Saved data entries

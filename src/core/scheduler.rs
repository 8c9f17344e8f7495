//! Automatic ENTRY/EXIT registration around the configured times.

use crate::core::state_machine::NextAction;
use crate::core::timers::{Job, TimerHandle, Timers};
use crate::models::punch_kind::PunchKind;
use crate::models::schedule::ScheduleConfig;
use chrono::{DateTime, Local, NaiveTime};

/// Whether `now` lies within `tolerance_ms` (inclusive) of today's `target`.
/// A missing target, or one that does not exist on today's local calendar,
/// never matches. In the repeated hour of a DST change the earlier instant
/// is used.
pub fn within_window(target: Option<NaiveTime>, now: DateTime<Local>, tolerance_ms: i64) -> bool {
    let Some(target) = target else {
        return false;
    };
    let Some(target_at) = now
        .date_naive()
        .and_time(target)
        .and_local_timezone(Local)
        .earliest()
    else {
        return false;
    };

    let target_ms = target_at.timestamp_millis();
    let now_ms = now.timestamp_millis();
    now_ms >= target_ms - tolerance_ms && now_ms <= target_ms + tolerance_ms
}

#[derive(Debug)]
pub struct AutoRegister {
    interval: Option<TimerHandle>,
    rearm: Option<TimerHandle>,
    poll_ms: i64,
    tolerance_ms: i64,
}

impl AutoRegister {
    pub fn new(poll_ms: i64, tolerance_ms: i64) -> Self {
        Self {
            interval: None,
            rearm: None,
            poll_ms,
            tolerance_ms,
        }
    }

    /// Install the recurring evaluation, replacing any previous one.
    /// The caller is expected to evaluate once right away.
    pub fn arm(&mut self, timers: &mut Timers, now_ms: i64) {
        self.disarm(timers);
        if let Some(handle) = self.rearm.take() {
            timers.cancel(handle);
        }
        self.interval = Some(timers.every(now_ms, self.poll_ms, Job::AutoCheck));
    }

    pub fn disarm(&mut self, timers: &mut Timers) {
        if let Some(handle) = self.interval.take() {
            timers.cancel(handle);
        }
    }

    pub fn is_armed(&self) -> bool {
        self.interval.is_some()
    }

    pub fn is_rearm_pending(&self) -> bool {
        self.rearm.is_some()
    }

    /// Kind to register now, if any. ENTRY is checked before EXIT and only
    /// the kind the ledger is actually waiting for can match.
    pub fn due(
        &self,
        next: NextAction,
        schedule: &ScheduleConfig,
        now: DateTime<Local>,
    ) -> Option<PunchKind> {
        PunchKind::AUTOMATIC.into_iter().find(|&kind| {
            next.kind == kind && within_window(schedule.target(kind), now, self.tolerance_ms)
        })
    }

    /// Stop evaluating after an automatic punch and come back once the
    /// tolerance window is over.
    pub fn after_fire(&mut self, timers: &mut Timers, now_ms: i64) {
        self.disarm(timers);
        if let Some(handle) = self.rearm.take() {
            timers.cancel(handle);
        }
        self.rearm = Some(timers.once(now_ms, 2 * self.tolerance_ms, Job::AutoRearm));
    }

    /// Consume the re-arm timer. Returns false for a handle that is not ours.
    pub fn take_rearm(&mut self, handle: TimerHandle) -> bool {
        if self.rearm == Some(handle) {
            self.rearm = None;
            true
        } else {
            false
        }
    }
}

Exercise prompt. A complete answer gives every line of the records holding "NaiveTime".

Solution to the exercise.
use chrono::{DateTime, Local, NaiveTime};
pub fn within_window(target: Option<NaiveTime>, now: DateTime<Local>, tolerance_ms: i64) -> bool {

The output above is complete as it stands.